Electroenchephalography (EEG) recordings collected with developmental populations present particular challenges from a data processing perspective. These EEGs have a high degree of artifact contamination and often short recording lengths. As both sample sizes and EEG channel densities increase, traditional processing approaches like manual data rejection are becoming unsustainable. Moreover, such subjective approaches preclude standardized metrics of data quality, despite the heightened importance of such measures for EEGs with high rates of initial artifact contamination. There is presently a paucity of automated resources for processing these EEG data and no consistent reporting of data quality measures. To address these challenges, we propose the Harvard Automated Processing Pipeline for EEG (HAPPE) as a standardized, automated pipeline compatible with EEG recordings of variable lengths and artifact contamination levels, including high-artifact and short EEG recordings from young children or those with neurodevelopmental disorders.
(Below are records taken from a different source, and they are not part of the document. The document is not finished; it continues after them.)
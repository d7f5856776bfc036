//! # Dispatch Router
//!
//! The single portable entry point for every CPU exception and every
//! hardware request line. The architecture-specific trampoline saves
//! context, extracts `(vector_or_line, error_code)` and calls in here;
//! this module routes to the owning driver and guarantees the
//! controller is acknowledged exactly once per event.
//!
//! ## Routing
//!
//! | Event            | Action                                         |
//! |------------------|------------------------------------------------|
//! | Exception 0-31   | report to the diagnostic sink; halt unless #PF |
//! | Line 0 (timer)   | advance the tick counter                       |
//! | Line 1 (keyboard)| drain one scancode byte, decode, enqueue       |
//! | Other lines      | absorbed (no owning driver yet)                |
//!
//! Every request-line path, matched or not, ends with the EOI. A line
//! that is never acknowledged never fires again; nothing here is
//! allowed to return early or panic across the interrupt boundary.

use core::fmt::Write;

use crate::drivers::pit::Pit;
use crate::drivers::ps2_keyboard::{KeyEvent, KeyboardDriver};
use crate::interrupts::pic::Pics;
use crate::port::PortBus;

const KEYBOARD_DATA_PORT: u16 = 0x60;
const PAGE_FAULT_VECTOR: u8 = 14;

/// Static names for the 32 exception vectors, for diagnostic output.
pub const EXCEPTION_NAMES: [&str; 32] = [
    "Divide by Zero",
    "Debug",
    "Non-Maskable Interrupt",
    "Breakpoint",
    "Overflow",
    "Bound Range Exceeded",
    "Invalid Opcode",
    "Device Not Available",
    "Double Fault",
    "Coprocessor Segment Overrun",
    "Invalid TSS",
    "Segment Not Present",
    "Stack Fault",
    "General Protection Fault",
    "Page Fault",
    "Reserved",
    "x87 FPU Error",
    "Alignment Check",
    "Machine Check",
    "SIMD Exception",
    "Virtualization",
    "Control Protection",
    "Reserved",
    "Reserved",
    "Reserved",
    "Reserved",
    "Reserved",
    "Reserved",
    "Hypervisor Injection",
    "VMM Communication",
    "Security Exception",
    "Reserved",
];

/// What the trampoline must do after an exception returns.
#[derive(Debug, Clone, Copy, PartialEq, Eq)]
pub enum FaultAction {
    /// Resume the interrupted code.
    Continue,
    /// Stop the processor with interrupts disabled.
    Halt,
}

/// Owns every piece of driver state the interrupt path mutates: the
/// controller driver, the tick counter and the keyboard decoder/queue.
/// Foreground code reaches that state only through the accessors below.
pub struct Dispatcher {
    pics: Pics,
    pit: Pit,
    keyboard: KeyboardDriver,
}

impl Dispatcher {
    pub const fn new() -> Self {
        Self {
            pics: Pics::new(super::pic::PIC_1_OFFSET, super::pic::PIC_2_OFFSET),
            pit: Pit::new(),
            keyboard: KeyboardDriver::new(),
        }
    }

    /// Remap the controller, install the boot masks and program the
    /// timer to its default ~18.2 Hz rate. Run once, before interrupts
    /// are enabled.
    pub fn initialize<B: PortBus>(&mut self, bus: &mut B) {
        self.pics.initialize(bus);
        self.pit.program_default(bus);
        self.keyboard.reset();
    }

    /// Exception path (vectors 0-31).
    ///
    /// Reports the vector, its name and, for the vectors that carry
    /// one, the hardware error code. Page faults are reported but not
    /// fatal: their handling is an acknowledged gap, so execution
    /// continues. Everything else asks the trampoline to halt.
    pub fn handle_exception(
        &mut self,
        vector: u8,
        error_code: u32,
        diag: &mut dyn Write,
    ) -> FaultAction {
        let name = EXCEPTION_NAMES
            .get(vector as usize)
            .copied()
            .unwrap_or("Unknown");

        // The sink is best-effort; a broken display must not keep the
        // handler from returning.
        let _ = match super::idt::classify(vector) {
            super::idt::VectorClass::ExceptionWithErrorCode => writeln!(
                diag,
                "EXCEPTION {vector}: {name} (error code {error_code:#x})"
            ),
            _ => writeln!(diag, "EXCEPTION {vector}: {name}"),
        };

        if vector == PAGE_FAULT_VECTOR {
            FaultAction::Continue
        } else {
            FaultAction::Halt
        }
    }

    /// Request-line path (lines 0-15, vectors 32-47).
    pub fn handle_request_line<B: PortBus>(&mut self, line: u8, bus: &mut B) {
        match line {
            0 => self.pit.record_tick(),
            1 => {
                // Drain the data register before the EOI so the line
                // cannot re-fire against a full buffer.
                let scancode = bus.read_byte(KEYBOARD_DATA_PORT);
                self.keyboard.handle_byte(scancode);
            }
            // No owning driver; accept and acknowledge anyway.
            _ => {}
        }
        self.pics.acknowledge(bus, line);
    }

    /// Next decoded key event, non-blocking.
    pub fn next_key_event(&mut self) -> Option<KeyEvent> {
        self.keyboard.next_event()
    }

    pub fn pics(&self) -> &Pics {
        &self.pics
    }

    pub fn pit(&self) -> &Pit {
        &self.pit
    }

    pub fn ticks(&self) -> u64 {
        self.pit.ticks()
    }

    pub fn seconds(&self) -> u64 {
        self.pit.seconds()
    }

    pub fn milliseconds(&self) -> u64 {
        self.pit.milliseconds()
    }
}

impl Default for Dispatcher {
    fn default() -> Self {
        Self::new()
    }
}

#[cfg(test)]
mod tests {
    use super::*;
    use crate::port::fake::FakePortBus;

    const PIC_1_COMMAND: u16 = 0x20;
    const PIC_2_COMMAND: u16 = 0xA0;
    const EOI: u8 = 0x20;

    #[test]
    fn initialize_programs_the_controller_and_the_timer() {
        let mut dispatcher = Dispatcher::new();
        let mut bus = FakePortBus::new();
        dispatcher.initialize(&mut bus);

        // Both controllers get their ICW sequence...
        assert_eq!(bus.writes_to(PIC_1_COMMAND)[0], 0x11);
        assert_eq!(bus.writes_to(PIC_2_COMMAND)[0], 0x11);
        // ...and channel 0 is programmed to the default rate.
        assert_eq!(bus.writes_to(0x43), vec![0x36]);
        assert_eq!(bus.writes_to(0x40), vec![0, 0]);
    }

    #[test]
    fn timer_line_advances_ticks_and_acknowledges() {
        let mut dispatcher = Dispatcher::new();
        let mut bus = FakePortBus::new();

        dispatcher.handle_request_line(0, &mut bus);
        dispatcher.handle_request_line(0, &mut bus);

        assert_eq!(dispatcher.ticks(), 2);
        assert_eq!(bus.writes_to(PIC_1_COMMAND), vec![EOI, EOI]);
    }

    #[test]
    fn keyboard_line_drains_one_byte_and_queues_the_event() {
        let mut dispatcher = Dispatcher::new();
        let mut bus = FakePortBus::new();
        bus.script_read(0x60, 0x1E); // 'a' make code

        dispatcher.handle_request_line(1, &mut bus);

        let event = dispatcher.next_key_event().unwrap();
        assert_eq!(event.character, 'a');
        assert_eq!(dispatcher.next_key_event(), None);
        assert_eq!(bus.writes_to(PIC_1_COMMAND), vec![EOI]);
    }

    #[test]
    fn every_line_is_acknowledged_exactly_once() {
        let mut dispatcher = Dispatcher::new();
        for line in 0..16u8 {
            let mut bus = FakePortBus::new();
            dispatcher.handle_request_line(line, &mut bus);

            assert_eq!(bus.writes_to(PIC_1_COMMAND), vec![EOI], "line {line}");
            let secondary = bus.writes_to(PIC_2_COMMAND);
            if line >= 8 {
                assert_eq!(secondary, vec![EOI], "line {line}");
            } else {
                assert!(secondary.is_empty(), "line {line}");
            }
        }
    }

    #[test]
    fn unowned_lines_are_absorbed() {
        let mut dispatcher = Dispatcher::new();
        let mut bus = FakePortBus::new();

        dispatcher.handle_request_line(7, &mut bus);
        dispatcher.handle_request_line(12, &mut bus);

        assert_eq!(dispatcher.ticks(), 0);
        assert_eq!(dispatcher.next_key_event(), None);
    }

    #[test]
    fn page_fault_reports_but_continues() {
        let mut dispatcher = Dispatcher::new();
        let mut diag = String::new();

        let action = dispatcher.handle_exception(14, 0x2, &mut diag);
        assert_eq!(action, FaultAction::Continue);
        assert!(diag.contains("Page Fault"));
        assert!(diag.contains("0x2"));
    }

    #[test]
    fn all_other_exceptions_halt_after_reporting() {
        let mut dispatcher = Dispatcher::new();
        for vector in (0..32u8).filter(|v| *v != 14) {
            let mut diag = String::new();
            let action = dispatcher.handle_exception(vector, 0, &mut diag);
            assert_eq!(action, FaultAction::Halt, "vector {vector}");
            assert!(diag.contains(&format!("EXCEPTION {vector}")));
        }
    }

    #[test]
    fn error_code_is_reported_only_for_vectors_that_carry_one() {
        let mut dispatcher = Dispatcher::new();

        let mut diag = String::new();
        dispatcher.handle_exception(13, 0x10, &mut diag);
        assert!(diag.contains("General Protection Fault"));
        assert!(diag.contains("error code 0x10"));

        let mut diag = String::new();
        dispatcher.handle_exception(0, 0x10, &mut diag);
        assert!(diag.contains("Divide by Zero"));
        assert!(!diag.contains("error code"));
    }

    #[test]
    fn tick_projections_flow_through() {
        let mut dispatcher = Dispatcher::new();
        let mut bus = FakePortBus::new();
        for _ in 0..182 {
            dispatcher.handle_request_line(0, &mut bus);
        }
        assert_eq!(dispatcher.seconds(), 10);
        assert_eq!(dispatcher.milliseconds(), 182 * 549 / 10);
    }
}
HAPPE processes event-related and resting-state EEG data from raw files through a series of filtering, artifact rejection, and re-referencing steps to processed EEG suitable for time-frequency-domain analyses. HAPPE also includes a post-processing report of data quality metrics to facilitate the evaluation and reporting of data quality in a standardized manner. Here, we describe each processing step in HAPPE, perform an example analysis with EEG files we have made freely available, and show that HAPPE outperforms seven alternative, widely-used processing approaches. HAPPE removes more artifact than all alternative approaches while simultaneously preserving greater or equivalent amounts of EEG signal in almost all instances. We also provide distributions of HAPPE’s data quality metrics in an 867 file dataset as a reference distribution and in support of HAPPE’s performance across EEG data with variable artifact contamination and recording lengths. HAPPE software is freely available under the terms of the GNU General Public License at https://github.com/lcnhappe/happe.

Keywords: EEG; EEG processing; artifact removal; automated; data quality; development; electroencephalography; pipeline.